+++ Exercise materials

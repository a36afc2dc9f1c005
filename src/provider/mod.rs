//! Isolation runtime provisioning
//!
//! Brings LXD up on the CI host: install or refresh per OS version, grant
//! the invoking user the runtime group, wait for the daemon and run its
//! one-time initialization. Teardown removes leftover build instances.

pub mod strategy;

use std::time::Duration;

use indicatif::{ProgressBar, ProgressStyle};
use serde::Serialize;

use crate::common::config::ProviderConfig;
use crate::common::{Error, Result};
use crate::exec::{CommandRunner, Invocation, Outcome};
use crate::host::HostProfile;
use strategy::{SetupStrategy, StrategyTable};

/// Lifecycle of the runtime within one job
#[derive(Debug, Clone, Copy, PartialEq, Eq, Serialize)]
#[serde(rename_all = "snake_case")]
pub enum ReadinessState {
    Uninitialized,
    Waiting,
    Ready,
    Destroyed,
}

/// Kind of isolation runtime
#[derive(Debug, Clone, Copy, PartialEq, Eq, Serialize)]
#[serde(rename_all = "snake_case")]
pub enum ProviderKind {
    Lxd,
}

/// Proof that the invoking user was added to the runtime's admin group
///
/// Only [`EnvironmentProvider::configure_privileges`] hands these out;
/// sandboxed tool invocations need one to run under the group.
#[derive(Debug, Clone, PartialEq, Eq)]
pub struct GroupCapability {
    group: String,
}

impl GroupCapability {
    pub fn group(&self) -> &str {
        &self.group
    }
}

/// The provisioned runtime of the current job
#[derive(Debug)]
pub struct Environment {
    kind: ProviderKind,
    state: ReadinessState,
    strategy: Option<SetupStrategy>,
    group: Option<GroupCapability>,
    profile: HostProfile,
}

impl Environment {
    fn new(profile: &HostProfile, strategy: Option<SetupStrategy>) -> Self {
        Self {
            kind: ProviderKind::Lxd,
            state: ReadinessState::Uninitialized,
            strategy,
            group: None,
            profile: profile.clone(),
        }
    }

    pub fn kind(&self) -> ProviderKind {
        self.kind
    }

    pub fn state(&self) -> ReadinessState {
        self.state
    }

    pub fn strategy(&self) -> Option<SetupStrategy> {
        self.strategy
    }

    /// Group membership granted during this job, if any
    pub fn group_membership(&self) -> Option<&GroupCapability> {
        self.group.as_ref()
    }

    pub fn profile(&self) -> &HostProfile {
        &self.profile
    }
}

/// Drives the runtime's control surface
pub struct EnvironmentProvider<'a> {
    runner: &'a dyn CommandRunner,
    config: &'a ProviderConfig,
    table: StrategyTable,
    elevate: bool,
}

impl<'a> EnvironmentProvider<'a> {
    pub fn new(runner: &'a dyn CommandRunner, config: &'a ProviderConfig) -> Self {
        Self {
            runner,
            config,
            table: StrategyTable::with_overrides(&config.strategies),
            elevate: config.sudo.enabled(),
        }
    }

    /// Whether privileged commands are run through sudo
    pub fn elevate(&self) -> bool {
        self.elevate
    }

    pub fn strategy_table(&self) -> &StrategyTable {
        &self.table
    }

    /// Install or refresh the runtime for this host
    pub async fn provision(&self, profile: &HostProfile) -> Result<Environment> {
        let strategy = self.strategy_for(profile)?;
        tracing::info!(host = %profile, %strategy, "Provisioning LXD");

        for (step, invocation) in strategy.steps(self.elevate) {
            self.run_step(step, &invocation).await?;
        }

        Ok(Environment::new(profile, Some(strategy)))
    }

    /// Adopt a runtime provisioned by an earlier job step
    pub fn attach(&self, profile: &HostProfile) -> Environment {
        Environment::new(profile, self.table.lookup(&profile.os_version))
    }

    fn strategy_for(&self, profile: &HostProfile) -> Result<SetupStrategy> {
        let no_strategy = || Error::NoSetupStrategy {
            os_id: profile.os_id.clone(),
            os_version: profile.os_version.clone(),
        };
        if profile.os_id != "ubuntu" {
            return Err(no_strategy());
        }
        self.table.lookup(&profile.os_version).ok_or_else(no_strategy)
    }

    /// Make the invoking user a member of the runtime's admin group
    ///
    /// The membership is not revoked; it lasts for the rest of the job.
    pub async fn configure_privileges(&self, env: &mut Environment) -> Result<GroupCapability> {
        ensure_not_destroyed(env)?;

        let user = self
            .config
            .user
            .clone()
            .or_else(|| std::env::var("USER").ok())
            .filter(|u| !u.is_empty())
            .ok_or_else(|| {
                Error::Config(
                    "Cannot determine the user to add to the runtime group. Set provider.user or $USER"
                        .to_string(),
                )
            })?;
        let group = &self.config.group;

        self.run_step(
            "create runtime group",
            &Invocation::new("groupadd")
                .args(["--force", "--system", group.as_str()])
                .privileged(self.elevate),
        )
        .await?;
        self.run_step(
            "add user to runtime group",
            &Invocation::new("usermod")
                .args(["--append", "--groups", group.as_str(), user.as_str()])
                .privileged(self.elevate),
        )
        .await?;

        tracing::info!(%user, %group, "Granted runtime group membership");
        let capability = GroupCapability {
            group: group.clone(),
        };
        env.group = Some(capability.clone());
        Ok(capability)
    }

    /// Start the runtime daemon
    pub async fn start(&self, env: &mut Environment) -> Result<()> {
        ensure_not_destroyed(env)?;
        self.run_step(
            "start lxd",
            &Invocation::new("snap")
                .args(["start", "lxd"])
                .privileged(self.elevate),
        )
        .await?;
        Ok(())
    }

    /// Block until the runtime reports ready
    ///
    /// The daemon gets `timeout` to answer; the call itself is cut off shortly
    /// after that even if the control command hangs. Expiry is fatal.
    pub async fn wait_ready(&self, env: &mut Environment, timeout: Duration) -> Result<()> {
        ensure_not_destroyed(env)?;
        env.state = ReadinessState::Waiting;

        let secs = timeout.as_secs().max(1);
        let invocation = Invocation::new("lxd")
            .args(["waitready".to_string(), format!("--timeout={secs}")])
            .privileged(self.elevate);
        let grace = (timeout / 10).min(Duration::from_secs(5));

        let spinner = ProgressBar::new_spinner();
        spinner.set_style(
            ProgressStyle::with_template("  {spinner} {msg}")
                .unwrap_or_else(|_| ProgressStyle::default_spinner()),
        );
        spinner.set_message(format!("Waiting for LXD (up to {secs}s)"));
        spinner.enable_steady_tick(Duration::from_millis(120));

        let deadline = timeout.saturating_add(grace);
        let result = tokio::time::timeout(deadline, self.runner.run(&invocation)).await;
        spinner.finish_and_clear();

        match result {
            Ok(Ok(outcome)) if outcome.success() => {
                env.state = ReadinessState::Ready;
                tracing::info!("LXD is ready");
                Ok(())
            }
            Ok(Ok(outcome)) => {
                tracing::error!(status = ?outcome.status, "LXD did not become ready");
                Err(Error::ReadinessTimeout { timeout })
            }
            Ok(Err(e)) => Err(e),
            Err(_) => {
                tracing::error!(?timeout, "Readiness wait hung past its deadline");
                Err(Error::ReadinessTimeout { timeout })
            }
        }
    }

    /// One-time automatic initialization of network and storage defaults
    pub async fn initialize(&self, env: &mut Environment) -> Result<()> {
        if env.state != ReadinessState::Ready {
            return Err(Error::Internal(format!(
                "Cannot initialize LXD while it is {:?}",
                env.state
            )));
        }
        self.run_step(
            "initialize lxd",
            &Invocation::new("lxd")
                .args(["init", "--auto"])
                .privileged(self.elevate),
        )
        .await?;
        Ok(())
    }

    /// Refresh the runtime snap; a no-op when already current
    pub async fn refresh(&self, env: &Environment) -> Result<()> {
        if env.state == ReadinessState::Destroyed {
            tracing::debug!("Environment destroyed, skipping refresh");
            return Ok(());
        }
        self.run_step(
            "refresh lxd snap",
            &Invocation::new("snap")
                .args(["refresh", "lxd"])
                .privileged(self.elevate),
        )
        .await?;
        Ok(())
    }

    /// Remove leftover build instances and mark the environment destroyed
    ///
    /// Returns the names of deleted instances. Destroying twice is a no-op.
    pub async fn destroy(&self, env: &mut Environment) -> Result<Vec<String>> {
        if env.state == ReadinessState::Destroyed {
            tracing::debug!("Environment already destroyed");
            return Ok(Vec::new());
        }
        if env.state != ReadinessState::Ready {
            // The daemon never came up, so it cannot hold instances either
            env.state = ReadinessState::Destroyed;
            return Ok(Vec::new());
        }

        let project = self.config.lxd_project.as_str();
        let list = Invocation::new("lxc")
            .args(["--project", project, "list", "--format", "csv", "--columns", "n"])
            .privileged(self.elevate);
        // The project only exists once a sandboxed build ran
        let names = match self.runner.run(&list).await {
            Ok(listing) if listing.success() => {
                instance_names(&listing, &self.config.instance_prefix)
            }
            Ok(listing) => {
                tracing::warn!(project, status = ?listing.status, "Could not list build instances, assuming none");
                Vec::new()
            }
            Err(e) => {
                tracing::warn!(project, "Could not list build instances, assuming none: {}", e);
                Vec::new()
            }
        };

        let mut deleted = Vec::new();
        for name in names {
            let invocation = Invocation::new("lxc")
                .args(["--project", project, "delete", "--force", name.as_str()])
                .privileged(self.elevate);
            match self.runner.run(&invocation).await {
                Ok(outcome) if outcome.success() => deleted.push(name),
                Ok(outcome) => {
                    tracing::warn!(instance = %name, status = ?outcome.status, "Failed to delete instance")
                }
                Err(e) => tracing::warn!(instance = %name, "Failed to delete instance: {}", e),
            }
        }

        env.state = ReadinessState::Destroyed;
        tracing::info!(count = deleted.len(), "Environment destroyed");
        Ok(deleted)
    }

    async fn run_step(&self, step: &str, invocation: &Invocation) -> Result<Outcome> {
        tracing::debug!(step, command = %invocation, "Runtime step");
        let outcome = self.runner.run(invocation).await?;
        if !outcome.success() {
            return Err(Error::provisioning(step, outcome.status));
        }
        Ok(outcome)
    }
}

fn ensure_not_destroyed(env: &Environment) -> Result<()> {
    if env.state == ReadinessState::Destroyed {
        return Err(Error::Internal("Environment already destroyed".to_string()));
    }
    Ok(())
}

/// Instance names from `lxc list --format csv --columns n` output
fn instance_names(listing: &Outcome, prefix: &str) -> Vec<String> {
    listing
        .stdout
        .lines()
        .map(str::trim)
        .filter(|name| name.starts_with(prefix))
        .map(String::from)
        .collect()
}
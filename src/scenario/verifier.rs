//! Artifact presence checks

use std::path::{Path, PathBuf};

use glob::Pattern;

use super::{ProjectReference, Scenario};
use crate::common::{Error, Result};
use crate::host::HostProfile;

pub struct ScenarioVerifier<'p> {
    profile: &'p HostProfile,
}

impl<'p> ScenarioVerifier<'p> {
    pub fn new(profile: &'p HostProfile) -> Self {
        Self { profile }
    }

    /// Rendered file name glob the scenario must produce
    pub fn expected_pattern(&self, scenario: &Scenario) -> String {
        scenario.artifact.render(self.profile)
    }

    /// Check that `pack` left the artifact in the invocation directory
    ///
    /// With an external project, the project directory itself must stay
    /// free of artifacts.
    pub fn verify(&self, scenario: &Scenario, workspace_dir: &Path) -> Result<PathBuf> {
        let rendered = self.expected_pattern(scenario);
        let pattern = Pattern::new(&rendered)
            .map_err(|e| Error::Internal(format!("Bad artifact pattern '{}': {}", rendered, e)))?;

        let artifact = find_match(&pattern, workspace_dir)?.ok_or_else(|| Error::Verification {
            pattern: rendered.clone(),
            directory: workspace_dir.to_path_buf(),
        })?;

        if let ProjectReference::External(_) = scenario.project {
            let project_dir = scenario.project_dir(workspace_dir);
            if let Some(stray) = find_match(&pattern, &project_dir)? {
                return Err(Error::StrayArtifact { path: stray });
            }
        }

        tracing::debug!(scenario = %scenario.name, artifact = %artifact.display(), "Artifact present");
        Ok(artifact)
    }
}

/// First regular file in `dir` whose name matches, if any
fn find_match(pattern: &Pattern, dir: &Path) -> Result<Option<PathBuf>> {
    if !dir.is_dir() {
        return Ok(None);
    }
    let mut found: Vec<PathBuf> = std::fs::read_dir(dir)
        .map_err(|e| Error::file_read(dir, e))?
        .filter_map(|entry| entry.ok())
        .map(|entry| entry.path())
        .filter(|path| path.is_file())
        .filter(|path| {
            path.file_name()
                .map(|name| pattern.matches(&name.to_string_lossy()))
                .unwrap_or(false)
        })
        .collect();
    found.sort();
    Ok(found.into_iter().next())
}

#[cfg(test)]
mod tests {
    use super::*;
    use crate::scenario::ScenarioKind;

    fn profile() -> HostProfile {
        HostProfile::new("ubuntu", "22.04", "amd64")
    }

    #[test]
    fn test_missing_artifact_names_pattern_and_directory() {
        let dir = tempfile::tempdir().unwrap();
        let profile = profile();
        let verifier = ScenarioVerifier::new(&profile);
        let scenario = Scenario::builtin(ScenarioKind::DefaultDirectory, ".charm");

        match verifier.verify(&scenario, dir.path()).unwrap_err() {
            Error::Verification { pattern, directory } => {
                assert_eq!(pattern, "*.charm");
                assert_eq!(directory, dir.path());
            }
            other => panic!("Expected Verification error, got {other:?}"),
        }
    }

    #[test]
    fn test_exact_name_must_match_host() {
        let dir = tempfile::tempdir().unwrap();
        let profile = profile();
        let verifier = ScenarioVerifier::new(&profile);
        let scenario = Scenario::builtin(ScenarioKind::DestructiveMode, ".charm");

        std::fs::write(
            dir.path().join("destructive-mode-tests_ubuntu-20.04-amd64.charm"),
            b"",
        )
        .unwrap();
        assert!(verifier.verify(&scenario, dir.path()).is_err());

        std::fs::write(
            dir.path().join("destructive-mode-tests_ubuntu-22.04-amd64.charm"),
            b"",
        )
        .unwrap();
        let found = verifier.verify(&scenario, dir.path()).unwrap();
        assert!(found.ends_with("destructive-mode-tests_ubuntu-22.04-amd64.charm"));
    }

    #[test]
    fn test_external_project_must_stay_clean() {
        let dir = tempfile::tempdir().unwrap();
        let profile = profile();
        let verifier = ScenarioVerifier::new(&profile);
        let scenario = Scenario::builtin(ScenarioKind::ExternalProjectDirectory, ".charm");
        let project = scenario.project_dir(dir.path());
        std::fs::create_dir_all(&project).unwrap();

        std::fs::write(dir.path().join("charm-smoke-test_ubuntu-22.04-amd64.charm"), b"").unwrap();
        assert!(verifier.verify(&scenario, dir.path()).is_ok());

        std::fs::write(project.join("charm-smoke-test_ubuntu-22.04-amd64.charm"), b"").unwrap();
        let err = verifier.verify(&scenario, dir.path()).unwrap_err();
        assert!(matches!(err, Error::StrayArtifact { .. }));
        assert_eq!(err.stage(), "verifying");
    }

    #[test]
    fn test_directories_do_not_count() {
        let dir = tempfile::tempdir().unwrap();
        std::fs::create_dir(dir.path().join("fake.charm")).unwrap();
        let profile = profile();
        let verifier = ScenarioVerifier::new(&profile);
        let scenario = Scenario::builtin(ScenarioKind::DefaultDirectory, ".charm");
        assert!(verifier.verify(&scenario, dir.path()).is_err());
    }
}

++++++

● **Requirement**: From the entries above, tally the lines that contain the string "impl". Report the total and nothing more.

● **Response to this exercise**: 4